[[ Given data, beginning ]]

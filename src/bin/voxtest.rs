use std::hint::black_box;

use anyhow::{ensure, Result};
use clap::Parser;
use rand::rngs::SmallRng;
use rand::SeedableRng;
use voxel_entropy::cli::{CodecArgs, DimensionArgs};
use voxel_entropy::codec::ModelConfig;
use voxel_entropy::grid::Dimensions;
use voxel_entropy::region::{decode_region, encode_region};
use voxel_entropy::utils::{synthetic_terrain, zero_order_entropy};

#[derive(Parser, Debug)]
#[command(about = "Tests speed and effectiveness of the codec on synthetic terrain", long_about = None)]
struct Args {
    /// The number of entries of the palette.
    #[clap(short, long, default_value_t = 300)]
    palette_size: usize,

    /// The seed of the terrain generator.
    #[clap(short, long, default_value_t = 0)]
    seed: u64,

    /// How many times to repeat the test.
    #[clap(short, long, default_value_t = 3)]
    rounds: usize,

    #[clap(flatten)]
    dims: DimensionArgs,

    #[clap(flatten)]
    codec: CodecArgs,
}

pub fn main() -> Result<()> {
    let args = Args::parse();

    stderrlog::new()
        .verbosity(2)
        .timestamp(stderrlog::Timestamp::Second)
        .init()?;

    let dims = Dimensions::from(args.dims);
    let shape = args.codec.shape()?;
    let grid = synthetic_terrain(dims, args.palette_size, &mut SmallRng::seed_from_u64(args.seed));
    let voxels = dims.volume() as f64;

    println!(
        "{} voxels, zero-order entropy {:.3} bits/voxel",
        dims.volume(),
        zero_order_entropy(&grid, args.palette_size)
    );

    for round in 0..args.rounds {
        let start = std::time::Instant::now();
        let stream = encode_region(&grid, args.palette_size, shape.clone(), ModelConfig::default(), args.codec.backend)?;
        let encoding = start.elapsed();

        let start = std::time::Instant::now();
        let decoded = black_box(decode_region(
            &stream,
            dims,
            args.palette_size,
            ModelConfig::default(),
            args.codec.backend,
        )?);
        let decoding = start.elapsed();

        ensure!(decoded == grid, "Round {}: the decoded region differs from the original", round);
        // results are in nanos per voxel
        println!(
            "round {}: {:.3} bits/voxel, encoding {:.2} ns/voxel, decoding {:.2} ns/voxel",
            round,
            stream.len() as f64 * 8.0 / voxels,
            encoding.as_nanos() as f64 / voxels,
            decoding.as_nanos() as f64 / voxels,
        );
    }
    Ok(())
}
//! Command-line arguments shared by the binaries.

use anyhow::Result;
use clap::Args;

use crate::channel::Backend;
use crate::codec::{ContextShape, NeighborOffset, DEFAULT_CONTEXT_BITS};
use crate::grid::Dimensions;

/// Args selecting how regions are modeled and coded.
#[derive(Args, Debug, Clone)]
pub struct CodecArgs {
    /// The entropy-coding backend.
    #[clap(short, long, value_enum, default_value_t = Backend::Range)]
    pub backend: Backend,

    /// The log2 of the number of contexts, between 1 and 16.
    #[clap(short = 'c', long, default_value_t = DEFAULT_CONTEXT_BITS)]
    pub context_bits: u8,

    /// A causal neighbor offset `dx,dy,dz`; repeat for up to 4 neighbors. Defaults to one step
    /// back along each axis.
    #[clap(short = 'n', long = "neighbor", allow_hyphen_values = true)]
    pub neighbors: Vec<NeighborOffset>,
}

impl CodecArgs {
    /// Returns the validated context shape described by these args.
    pub fn shape(&self) -> Result<ContextShape> {
        let neighbors = if self.neighbors.is_empty() {
            ContextShape::default().neighbors().to_vec()
        } else {
            self.neighbors.clone()
        };
        Ok(ContextShape::new(self.context_bits, neighbors)?)
    }
}

/// Args describing the extent of a region.
#[derive(Args, Debug, Clone, Copy)]
pub struct DimensionArgs {
    /// The number of chunks along the x axis.
    #[clap(long, default_value_t = 32)]
    pub chunks_x: usize,

    /// The number of chunks along the z axis.
    #[clap(long, default_value_t = 32)]
    pub chunks_z: usize,

    /// The number of layers.
    #[clap(long, default_value_t = 256)]
    pub height: usize,
}

impl From<DimensionArgs> for Dimensions {
    fn from(args: DimensionArgs) -> Self {
        Dimensions::new(args.chunks_x, args.chunks_z, args.height)
    }
}
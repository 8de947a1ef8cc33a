use mem_dbg::{MemDbg, MemSize};

use crate::BlockId;

/// The largest number of bits of a context key.
pub const KEY_BITS: usize = 48;

/// The block id standing for neighbors outside of the region.
pub const OUTSIDE: BlockId = BlockId::MAX;

// multipliers of the universal hash
const A0: u64 = 0x9E37_79B9_7F4A_7C15;
const A1: u64 = 0x85EB_CA6B_C2B2_AE35;
const A2: u64 = 0xC2B2_AE3D_27D4_EB4F;

/// Packs the block ids of the causal neighbors of a voxel into a key and maps it to one of
/// `2^context_bits` slots.
///
/// Keys are hashed with a pair-multiply-shift hash over their two 32-bit halves: the product
/// `(hi + a0)(lo + a1) + a2` is computed modulo 2⁶⁴, and its top `context_bits` bits, after one
/// xor-shift-multiply round, are the slot.
///
/// This is not the plain three-term 32×32→64-bit form: `a0` and `a1` are full 64-bit constants,
/// so both factors are 64-bit terms, and the finalizing round is applied before the shift. Slots
/// therefore differ from those of the plain form.
#[derive(Clone, Copy, Debug, PartialEq, Eq, MemDbg, MemSize)]
pub struct ContextHasher {
    context_bits: u8,
    /// How many bits of the key each neighbor gets.
    width: u8,
}

impl ContextHasher {
    /// Creates a hasher for `neighbors` neighbors.
    ///
    /// # Panics
    /// If `context_bits` is not in `1..=16`, or if `neighbors` is larger than 4.
    pub fn new(context_bits: u8, neighbors: usize) -> Self {
        assert!((1..=16).contains(&context_bits), "Invalid context bits {}", context_bits);
        assert!(neighbors <= 4, "Too many neighbors {}", neighbors);
        let width = if neighbors == 0 {
            0
        } else {
            (KEY_BITS / neighbors).min(BlockId::BITS as usize)
        };
        Self {
            context_bits,
            width: width as u8,
        }
    }

    /// Returns the number of slots.
    pub fn slots(&self) -> usize {
        1 << self.context_bits
    }

    /// Packs the given neighbor ids into a key. Ids wider than the space of a neighbor are
    /// truncated.
    #[inline]
    pub fn key(&self, ids: impl IntoIterator<Item = BlockId>) -> u64 {
        let mask = (1_u64 << self.width) - 1;
        ids.into_iter()
            .enumerate()
            .fold(0, |key, (i, id)| key | (id as u64 & mask) << (i * self.width as usize))
    }

    /// Maps a key to its slot.
    #[inline]
    pub fn slot(&self, key: u64) -> usize {
        let lo = key as u32;
        let hi = (key >> 32) as u32;
        let h = A0
            .wrapping_add(hi as u64)
            .wrapping_mul(A1.wrapping_add(lo as u64))
            .wrapping_add(A2);
        let h = (h ^ (h >> 29)).wrapping_mul(A1);
        (h >> (64 - self.context_bits as u32)) as usize
    }
}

[[ Given data, end ]]

**About this task**
Check each line of the listing above for the string "than", and report how many lines contain it, as a number alone.

**Solution to this task**
2